Post-Traumatic Stress Disorder (PTSD) has become a serious threat to law enforcement operations. Through the course of their job performance, police and law enforcement personnel are frequently exposed to potentially traumatic, stressful and otherwise mentally fatiguing conditions. If the proper recovery options, such as time off, rehabilitation and counseling, are unavailable to these professionals there could be adverse performance and behavioral effects. This can not only impact job performance, but also create professional liability exposures.
As a result, police unions across the country continue to push for greater Worker’s Compensation coverage for law enforcement and first responders. Police advocates are fighting to pass legislation which would allow officers to collect workers’ compensation benefits if they suffer Post-Traumatic PTSD that is associated with police work, from the general stresses of the job to responding to a mass casualty event. Both Connecticut and Ohio are currently considering such bills.

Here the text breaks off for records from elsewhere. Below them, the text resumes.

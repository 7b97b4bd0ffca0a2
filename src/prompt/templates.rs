use crate::types::*;

const PERSONA: &str = r#"You are "Classroom Catalyst," an expert AI instructional designer for teachers in India, with a deep understanding of 2025 youth culture."#;

const ASSISTANT_PERSONA: &str = r#"You are "Classroom Catalyst," an expert AI assistant."#;

const GRADE_RULE: &str = "**Grade Level Adaptation (CRITICAL):** Adapt all content to the specified grade level (e.g., simple stories for Grades 1-5, relatable caselets for Grades 6-10, career focus for Grades 11-12, sophisticated discussions for MBA).";

const LOCATION_RULE: &str = "**Local & Cultural Relevance (CRITICAL):** Weave in specific, familiar, and current local references based on the provided location.";

pub fn lesson_plan_prompt(req: &GenerationRequest, duration: u32) -> String {
    format!(
        r#####"{PERSONA} Your task is to create a complete, timed, and engaging lesson plan.

**Core Instructions:**
1.  **Structure as a Lesson Plan:** Create a timed agenda based on the {duration}-minute duration.
2.  {GRADE_RULE}
3.  {LOCATION_RULE}
4.  **Resource Hub:** As the final card, always include a "#### Suggested Resources" card. Provide 2-3 clickable, real, and relevant links (e.g., to YouTube videos, educational websites like PhET, or news articles) that supplement the lesson. Format links as standard markdown: [Link Text](URL).
5.  **Output Formatting:** Structure the response as a single text block. Start with "{title} Lesson Plan: [Topic]". Then, for each segment and asset, use "{title} [Title]". Separate each distinct part with the delimiter: "{card_break}".

---
**Teacher's Request:**
- **Class/Grade:** {grade}
- **Topic:** {topic}
- **Total Class Duration:** {duration} minutes
- **Lesson Context:** {context}
- **Location for Nuances:** {location}
- **Assets to Include:** {assets}
---

Generate the complete lesson plan now.
"#####,
        title = TITLE_PREFIX,
        card_break = CARD_BREAK,
        grade = req.grade,
        topic = req.topic,
        context = req.context,
        location = req.location,
        assets = req.asset_types().join(", "),
    )
}

pub fn asset_list_prompt(req: &GenerationRequest) -> String {
    let duration_line = req
        .duration
        .map(|d| format!("- **Total Class Duration:** {d} minutes\n"))
        .unwrap_or_default();

    format!(
        r#"{PERSONA} Your task is to create engaging, ready-to-use classroom assets.

**Core Instructions:**
1.  {GRADE_RULE}
2.  {LOCATION_RULE}
3.  **One Card per Asset:** Create exactly one asset for each requested asset type, in the order given.
4.  **Output Formatting:** Structure the response as a single text block. Start every asset with "{title} [Title]". Separate each asset with the delimiter: "{card_break}".

---
**Teacher's Request:**
- **Class/Grade:** {grade}
- **Topic:** {topic}
{duration_line}- **Lesson Context:** {context}
- **Location for Nuances:** {location}
- **Assets to Include:** {assets}
---

Generate the assets now.
"#,
        title = TITLE_PREFIX,
        card_break = CARD_BREAK,
        grade = req.grade,
        topic = req.topic,
        context = req.context,
        location = req.location,
        assets = req.asset_types().join(", "),
    )
}

pub fn remix_prompt(req: &CardRequest) -> String {
    format!(
        r#"{ASSISTANT_PERSONA} A teacher wants a different version of an asset they just generated.

**Original Asset to Remix:**
- Title: {card_title}
- Content: {card_content}

**Context:**
- Class/Grade: {grade}
- Topic: {topic}
- Location: {location}

**Your Task:**
Generate a single, new, and creatively different version of this asset. It must serve the same purpose (e.g., if it's a Fun Fact, generate a new Fun Fact) but take a completely different angle. Maintain the same grade-level and local context. Format the output with a "{title} {card_title}" heading. Return only this one asset with no separators.
"#,
        title = TITLE_PREFIX,
        card_title = req.card_title,
        card_content = req.card_content,
        grade = req.grade,
        topic = req.topic,
        location = req.location,
    )
}

pub fn deeper_dive_prompt(req: &CardRequest) -> String {
    format!(
        r#"{ASSISTANT_PERSONA} A teacher wants to go deeper on an asset they just generated.

**Asset to Expand:**
- Title: {card_title}
- Content: {card_content}

**Context:**
- Class/Grade: {grade}
- Topic: {topic}
- Location: {location}

**Your Task:**
Expand this asset into a richer version for the same class. Explain the underlying concept in more detail, add one worked example or extended activity rooted in the local context, and close with two follow-up questions that push students to think further. Keep everything appropriate for the grade level. Format the output with a "{title} {card_title}: Deeper Dive" heading. Return only this one asset with no separators.
"#,
        title = TITLE_PREFIX,
        card_title = req.card_title,
        card_content = req.card_content,
        grade = req.grade,
        topic = req.topic,
        location = req.location,
    )
}

pub fn student_reply_prompt(req: &StudentReplyRequest) -> String {
    format!(
        r#"{ASSISTANT_PERSONA} A teacher is rehearsing a classroom discussion and wants to see how to respond to a student.

**Question Posed to the Class:**
{card_content}

**Reply from a Student in Class/Grade {grade}:**
{student_reply}

**Your Task:**
Respond the way a thoughtful, encouraging teacher would. Acknowledge what the student got right, gently correct any misconception, and end with one follow-up question that moves their thinking forward. Keep the language suited to the grade level. Format the output with a "{title} Teacher Response" heading. Return only this one response with no separators.
"#,
        title = TITLE_PREFIX,
        card_content = req.card_content,
        grade = req.grade,
        student_reply = req.student_reply,
    )
}
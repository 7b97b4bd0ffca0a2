mod llm_client;

pub use llm_client::{LlmClient, LlmConfig, DEFAULT_API_BASE};

use async_trait::async_trait;
use thiserror::Error;

#[derive(Debug, Clone, PartialEq, Eq, Error)]
pub enum UpstreamError {
    #[error("provider responded with HTTP {status}: {body}")]
    BadResponse { status: u16, body: String },

    #[error("transport failure: {cause}")]
    Transport { cause: String },

    #[error("malformed provider response: {0}")]
    MalformedResponse(String),

    #[error("could not build provider request: {0}")]
    InvalidRequest(String),
}

/// The chat-completion provider behind every generation endpoint.
#[async_trait]
pub trait Upstream: Send + Sync {
    /// False when the server has no API credential for the provider.
    fn is_configured(&self) -> bool;

    async fn send(&self, prompt: &str, temperature: f32) -> Result<String, UpstreamError>;
}
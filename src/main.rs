use anyhow::Result;
use clap::{Parser, Subcommand};
use classroom_catalyst::{create_app, AppState, LlmClient, MemoryPlanStore, ServerConfig, Upstream};
use std::path::{Path, PathBuf};
use std::sync::Arc;
use tokio::net::TcpListener;
use tracing::{info, warn};
use tracing_subscriber::{layer::SubscriberExt, util::SubscriberInitExt};

#[derive(Parser)]
#[command(name = "catalyst")]
#[command(about = "Classroom Catalyst lesson asset server")]
struct Cli {
    #[command(subcommand)]
    command: Commands,
}

#[derive(Subcommand)]
enum Commands {
    Run {
        #[arg(short, long, default_value = "catalyst.toml")]
        config: PathBuf,
    },
    Init {
        #[arg(short, long, default_value = "catalyst.toml")]
        config: PathBuf,
    },
}

#[tokio::main]
async fn main() -> Result<()> {
    dotenv::dotenv().ok();

    tracing_subscriber::registry()
        .with(
            tracing_subscriber::EnvFilter::try_from_default_env()
                .unwrap_or_else(|_| "classroom_catalyst=info,catalyst=info,tower_http=info".into()),
        )
        .with(tracing_subscriber::fmt::layer())
        .init();

    let cli = Cli::parse();

    match cli.command {
        Commands::Run { config: config_path } => {
            run_server(&config_path).await?;
        }
        Commands::Init { config: config_path } => {
            init_config(&config_path)?;
        }
    }

    Ok(())
}

async fn run_server(config_path: &Path) -> Result<()> {
    let mut config = if config_path.exists() {
        info!("Loading config from {:?}", config_path);
        ServerConfig::load(config_path)?
    } else {
        info!("Config file not found, using defaults");
        ServerConfig::default()
    };
    config.apply_env_overrides()?;

    let upstream = LlmClient::new(config.llm.to_llm_config());
    if !upstream.is_configured() {
        warn!(
            "{} is not set; generation endpoints will answer with a configuration error",
            config.llm.api_key_env
        );
    }

    let state = Arc::new(AppState::new(
        Arc::new(upstream),
        Arc::new(MemoryPlanStore::new()),
    ));
    let app = create_app(state);

    let listener = TcpListener::bind(&config.listen_addr()).await?;
    info!("Server is running on {}", config.listen_addr());

    axum::serve(listener, app)
        .with_graceful_shutdown(async {
            let _ = tokio::signal::ctrl_c().await;
            info!("Shutting down...");
        })
        .await?;

    Ok(())
}

fn init_config(config_path: &Path) -> Result<()> {
    if config_path.exists() {
        anyhow::bail!("Config file already exists: {:?}", config_path);
    }

    let config = ServerConfig::default();
    config.save(config_path)?;
    println!("Created config file: {:?}", config_path);
    println!("\nEdit the config file to:");
    println!("  - Change the bind address or port");
    println!("  - Point api_base at a compatible provider");
    println!("  - Pick the model and the env var holding the API key");

    Ok(())
}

Proponents in Connecticut have been particularly vocal about the need for such accommodations in the worker’s comp system, after the 2012 Sandy Hook Elementary School shootings. After a number of defeated bill in recent years, the Connecticut General Assembly is currently reviewing a revised and narrower bill which would only provide worker’s compensation coverage for a police officer, firefighter or emergency medical worker diagnosed with PTSD after witnessing the death of a person, or the immediate aftermath of such a death, while in the line of duty. Currently bill S.B. 902 awaits further action in the state Senate after passing through the Public Safety Committee.
The Ohio bill would apply to law enforcement, firefighters and emergency medical technicians who have been diagnosed with PTSD related to their work. Current laws do not allow first responders to seek compensation of psychiatric conditions unless the worker with PTSD has a related physical injury or was forced into sexual conduct. Opponents of the bills suggest that the greatest drawback to passing such a bill is the economic impact and potential abuse of the system. The Ohio Bureau of Workers’ Compensation has estimated the change could cost police employers $182 million annually, and double worker’s comp premiums for public employers. Their calculations were based on a national average of 18 percent of first responders filing for PTSD.